The lights surge. A low hum vibrates through the apartment. Piper shifts behind the closed door—half-asleep, sensing the rise in magic.
I force my own power down. “You cannot tell her all of this at once,” I say. “She’s not ready.”
Rhea scoffs. “She’s more ready than any of us.”
“No,” I snap. “She’s powerful, but she’s untrained. And if Veda’s darkness touched every sister’s bloodline, then the thing Piper awakened last night is not just ancient—it’s adaptive.”
Rhea goes silent. Then, softer, “She needs you, Slade.”
The words hit harder than they should. Because they’re true. The bond knows it. I know it. And now Rhea knows it. “I won’t let anything take her,” I say.
Rhea exhales. “Good. Because the next part is worse.”
“Rhea.”
“Your ancestor’s journals had an entry,” she continues. “A prophecy fragment. It said the Bellamy witch who reawakens the line will be the one who—”
Static crackles across the line. Interference? Something magical, maybe? “Rhea,” I say sharply. “Repeat that.”
The noise grows—“…the witch who—” …. “…balance or break—” …. “…Veda’s choice—” …. “…Slade, someone’s trying to—”
The call cuts. I stare at the phone, fury sharpening through my chest. Something—or someone—doesn’t want that prophecy spoken aloud.
The apartment door creaks open behind me. Piper stands there, sleepy, curls tousled, pendant glowing faintly against her throat. “What happened?” she whispers.
The curse hums. The bond pulls. And for the first time since she summoned me—I’m truly afraid of the thing waking inside her blood.
She feels it. The shift in the house, tension in the air, and the curse stirring like a creature rolling over in its sleep.
I don’t soften my voice. I can’t. “Rhea called,” I say. “From Prague.”

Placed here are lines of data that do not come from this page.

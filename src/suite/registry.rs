//! Suite registry
//!
//! An explicit data table mapping suite tags to their ordered script
//! resource lists. Lookup is direct; nothing is discovered at runtime.

use crate::common::{Error, Result};

/// Static description of a built-in suite
#[derive(Debug, Clone)]
pub struct SuiteInfo {
    /// Unique suite tag (e.g., "core")
    pub tag: &'static str,
    /// Resource prefix the scripts resolve under
    pub prefix: &'static str,
    /// Brief description
    pub description: &'static str,
    /// Ordered script resources
    pub resources: &'static [&'static str],
    /// Resources declared but known-broken against the server-under-test
    pub skipped: &'static [&'static str],
}

/// Suites shipped with the harness
static BUILTIN: &[SuiteInfo] = &[
    SuiteInfo {
        tag: "core",
        prefix: "core",
        description: "Basic CRUD and query compatibility checks",
        resources: &[
            "basic1.js",
            "basic2.js",
            "insert1.js",
            "find1.js",
            "count.js",
            "remove.js",
        ],
        skipped: &[],
    },
    SuiteInfo {
        tag: "update",
        prefix: "core",
        description: "Update operator compatibility checks",
        resources: &["update1.js", "update_arraymatch.js", "upsert.js"],
        skipped: &["update_multi.js"],
    },
    SuiteInfo {
        tag: "aggregation",
        prefix: "aggregation",
        description: "Aggregation pipeline compatibility checks",
        resources: &["aggregate_simple.js", "group.js", "sort_limit.js"],
        skipped: &[],
    },
];

/// Get all built-in suites
pub fn builtin_suites() -> &'static [SuiteInfo] {
    BUILTIN
}

/// Get a built-in suite by tag
pub fn builtin_suite(tag: &str) -> Option<&'static SuiteInfo> {
    BUILTIN.iter().find(|s| s.tag == tag)
}

/// An owned suite declaration
#[derive(Debug, Clone)]
pub struct SuiteSpec {
    pub tag: String,
    pub prefix: String,
    pub resources: Vec<String>,
    pub skipped: Vec<String>,
}

impl SuiteSpec {
    pub fn new(tag: impl Into<String>, prefix: impl Into<String>) -> Self {
        Self {
            tag: tag.into(),
            prefix: prefix.into(),
            resources: Vec::new(),
            skipped: Vec::new(),
        }
    }

    pub fn resource(mut self, name: impl Into<String>) -> Self {
        self.resources.push(name.into());
        self
    }

    pub fn skip(mut self, name: impl Into<String>) -> Self {
        self.skipped.push(name.into());
        self
    }
}

impl From<&SuiteInfo> for SuiteSpec {
    fn from(info: &SuiteInfo) -> Self {
        Self {
            tag: info.tag.to_string(),
            prefix: info.prefix.to_string(),
            resources: info.resources.iter().map(|r| r.to_string()).collect(),
            skipped: info.skipped.iter().map(|r| r.to_string()).collect(),
        }
    }
}

/// Ordered collection of suite declarations
///
/// Insertion order is the execution order.
#[derive(Debug, Default)]
pub struct SuiteRegistry {
    suites: Vec<SuiteSpec>,
}

impl SuiteRegistry {
    pub fn new() -> Self {
        Self::default()
    }

    /// Registry pre-populated with the built-in suite table
    pub fn builtin() -> Self {
        let mut registry = Self::new();
        for info in BUILTIN {
            // Built-in table is statically well-formed
            registry
                .register(info.into())
                .unwrap_or_else(|e| unreachable!("builtin suite table invalid: {e}"));
        }
        registry
    }

    /// Register a suite, validating the declaration
    ///
    /// A malformed declaration (empty resource list, duplicate resources,
    /// duplicate tag) is a fatal setup error.
    pub fn register(&mut self, spec: SuiteSpec) -> Result<()> {
        if spec.resources.is_empty() {
            return Err(Error::EmptySuite { suite: spec.tag });
        }
        for (i, resource) in spec.resources.iter().enumerate() {
            if spec.resources[..i].contains(resource) {
                return Err(Error::DuplicateResource {
                    suite: spec.tag,
                    resource: resource.clone(),
                });
            }
        }
        if self.get(&spec.tag).is_some() {
            return Err(Error::Config(format!(
                "Suite '{}' registered twice",
                spec.tag
            )));
        }
        self.suites.push(spec);
        Ok(())
    }

    /// Get a suite by tag
    pub fn get(&self, tag: &str) -> Option<&SuiteSpec> {
        self.suites.iter().find(|s| s.tag == tag)
    }

    /// Iterate suites in registration order
    pub fn iter(&self) -> impl Iterator<Item = &SuiteSpec> {
        self.suites.iter()
    }

    pub fn is_empty(&self) -> bool {
        self.suites.is_empty()
    }

    pub fn len(&self) -> usize {
        self.suites.len()
    }
}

Her brow furrows. “Is she okay?”
“Yes.” No. Not really.
“She found answers,” I continue. “And we need to talk.”
Piper crosses her arms, chin tilting in that stubborn angle I’m already half in love with. “Talk about what?”
“The curse.”
Her breath catches, and I gesture toward the living room, toward the couch she likes to bury herself in when she’s overwhelmed. She doesn’t move. She’s bracing herself. “I’m fine right here,” she says.
Of course she is.
She wants walls. Distance. Time to prepare. But… There's no time for any of that.
“Piper,” I begin carefully, “the curse… it didn’t start with Veda alone. There were five sisters—”
She cuts me off with a sharp, incredulous laugh. “Five? As in… more than one crazy ancestor making bad decisions?”
“They weren’t decisions,” I correct. “They were rites, the old ones. Pagan, the ones bound to the wheel of the year.”
“That makes absolutely no sense.”
“It makes perfect sense,” I say. “For an ancient curse. For a bloodline that keeps producing witches powerful enough to attract attention—human and otherwise.”
Her jaw tightens. “What are you saying?”
“I’m saying this isn’t just a Christmas curse, Piper. It never was.”
She stares at me like I’ve kicked her chair out from under her.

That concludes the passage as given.